The record that came out as a result was unlike anything they’d made in the past, instilling a distinctly British atmosphere across its 15 tracks and aiming to create a far more conceptual record that incorporated elements of psychedelic pop and folk-rock. It was far removed from what they’d done in the past, and the initial lukewarm response that it received from fans at the time was a telltale sign that they’d perhaps pushed things a little too far.
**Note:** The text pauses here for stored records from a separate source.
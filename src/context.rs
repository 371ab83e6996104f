//! Context assembly seam.
//!
//! Builds the message list a turn starts from. The runtime hands over the
//! session snapshot and the triggering event; prompt strategy, retrieval and
//! token budgeting are the implementation's business.

use async_trait::async_trait;

use crate::event::AgentEvent;
use crate::llm::ChatMessage;
use crate::session::Session;

/// Produces the initial conversation for a turn.
#[async_trait]
pub trait ContextAssembler: Send + Sync {
    /// Assemble the messages for a turn triggered by `event`. The session is
    /// a snapshot: persona, focus and recent turn summaries are available,
    /// but mutations do not propagate back.
    async fn assemble(
        &self,
        session: &Session,
        event: &AgentEvent,
    ) -> anyhow::Result<Vec<ChatMessage>>;
}
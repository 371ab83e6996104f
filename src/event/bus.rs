//! Async pub/sub event bus.
//!
//! Delivery is at-least-once with no ordering guarantee across topics.
//! Handlers are dispatched fire-and-forget so a slow subscriber never blocks a
//! publisher. Subscriptions are explicit handles the owner releases on
//! shutdown; nothing is cleaned up implicitly.

use std::collections::HashMap;
use std::sync::atomic::{AtomicU64, Ordering};
use std::sync::{Arc, Mutex};

use async_trait::async_trait;
use chrono::{DateTime, Utc};
use futures::future::BoxFuture;
use uuid::Uuid;

/// An event as delivered to bus subscribers.
#[derive(Debug, Clone)]
pub struct BusEvent {
    pub id: String,
    pub topic: String,
    pub timestamp: DateTime<Utc>,
    pub payload: serde_json::Value,
}

/// Subscriber callback. Use [`handler`] to build one from an async closure.
pub type EventHandler = Arc<dyn Fn(BusEvent) -> BoxFuture<'static, ()> + Send + Sync>;

/// Wrap an async closure into an [`EventHandler`].
pub fn handler<F, Fut>(f: F) -> EventHandler
where
    F: Fn(BusEvent) -> Fut + Send + Sync + 'static,
    Fut: std::future::Future<Output = ()> + Send + 'static,
{
    Arc::new(move |event| Box::pin(f(event)))
}

/// A live subscription. Call [`SubscriptionHandle::release`] to stop delivery.
pub struct SubscriptionHandle {
    topic: String,
    subscriber_id: String,
    unsubscribe: Option<Box<dyn FnOnce() -> BoxFuture<'static, ()> + Send>>,
}

impl SubscriptionHandle {
    /// Build a handle around an unsubscribe closure.
    pub fn new(
        topic: impl Into<String>,
        subscriber_id: impl Into<String>,
        unsubscribe: Box<dyn FnOnce() -> BoxFuture<'static, ()> + Send>,
    ) -> Self {
        Self {
            topic: topic.into(),
            subscriber_id: subscriber_id.into(),
            unsubscribe: Some(unsubscribe),
        }
    }

    /// Stop delivery. Idempotent via consumption.
    pub async fn release(mut self) {
        if let Some(unsub) = self.unsubscribe.take() {
            unsub().await;
            tracing::debug!(
                topic = %self.topic,
                subscriber = %self.subscriber_id,
                "subscription released"
            );
        }
    }
}

/// Async pub/sub surface consumed by the runtime.
#[async_trait]
pub trait EventBus: Send + Sync {
    /// Publish a payload on a topic. Returns the event as recorded.
    async fn publish(&self, topic: &str, payload: serde_json::Value) -> BusEvent;

    /// Subscribe a named handler to a topic.
    async fn subscribe(
        &self,
        topic: &str,
        subscriber_id: &str,
        handler: EventHandler,
    ) -> SubscriptionHandle;
}

struct Subscription {
    serial: u64,
    subscriber_id: String,
    handler: EventHandler,
}

struct BusInner {
    subscriptions: Mutex<HashMap<String, Vec<Subscription>>>,
    next_serial: AtomicU64,
}

/// In-process bus for single-host deployments and tests.
#[derive(Clone)]
pub struct InMemoryEventBus {
    inner: Arc<BusInner>,
}

impl InMemoryEventBus {
    pub fn new() -> Self {
        Self {
            inner: Arc::new(BusInner {
                subscriptions: Mutex::new(HashMap::new()),
                next_serial: AtomicU64::new(0),
            }),
        }
    }

    /// Number of live subscriptions across all topics (for shutdown checks).
    pub fn subscription_count(&self) -> usize {
        self.inner
            .subscriptions
            .lock()
            .expect("bus lock poisoned")
            .values()
            .map(Vec::len)
            .sum()
    }
}

impl Default for InMemoryEventBus {
    fn default() -> Self {
        Self::new()
    }
}

#[async_trait]
impl EventBus for InMemoryEventBus {
    async fn publish(&self, topic: &str, payload: serde_json::Value) -> BusEvent {
        let event = BusEvent {
            id: Uuid::new_v4().to_string(),
            topic: topic.to_string(),
            timestamp: Utc::now(),
            payload,
        };

        let handlers: Vec<EventHandler> = {
            let subs = self
                .inner
                .subscriptions
                .lock()
                .expect("bus lock poisoned");
            subs.get(topic)
                .map(|list| list.iter().map(|s| Arc::clone(&s.handler)).collect())
                .unwrap_or_default()
        };

        for h in handlers {
            let event = event.clone();
            tokio::spawn(async move {
                h(event).await;
            });
        }

        event
    }

    async fn subscribe(
        &self,
        topic: &str,
        subscriber_id: &str,
        handler: EventHandler,
    ) -> SubscriptionHandle {
        let serial = self.inner.next_serial.fetch_add(1, Ordering::Relaxed);

        {
            let mut subs = self
                .inner
                .subscriptions
                .lock()
                .expect("bus lock poisoned");
            subs.entry(topic.to_string()).or_default().push(Subscription {
                serial,
                subscriber_id: subscriber_id.to_string(),
                handler,
            });
        }

        let inner = Arc::clone(&self.inner);
        let topic_owned = topic.to_string();
        SubscriptionHandle::new(
            topic,
            subscriber_id,
            Box::new(move || {
                Box::pin(async move {
                    let mut subs = inner.subscriptions.lock().expect("bus lock poisoned");
                    if let Some(list) = subs.get_mut(&topic_owned) {
                        list.retain(|s| s.serial != serial);
                        if list.is_empty() {
                            subs.remove(&topic_owned);
                        }
                    }
                })
            }),
        )
    }
}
Cut to the present day, and the album is celebrated for its ambition, and the way it portrays several unique snapshots of bucolic British life is rightfully hailed as a masterpiece that pushed the Kinks to their creative peak. On having written what he described in the 2014 interview as “one of the first indie albums”, Davies would say, “I wanted to write something that, if we were never heard of again, this is who we are. It was a final stand for things about to be swept away, ideals that can never be kept”.
The band would go on to write another equally revered album the following year in Arthur (Or The Decline and Fall of the British Empire) that took the bitesize observations of Britishness that Village Green zoomed in on and turned them into a single narrative concept earning them even more praise for their artistic endeavours. While they’d almost all but abandoned who they were as a group until that point, they’d taken a punt on pushing themselves in a direction, and it was ultimately a decision they’d be remembered for in a much more favourable light than they were when they initially released Village Green.
“We knew it wouldn’t be successful,” summarised Davies, “But in a sense, it did everything I wanted it to do.”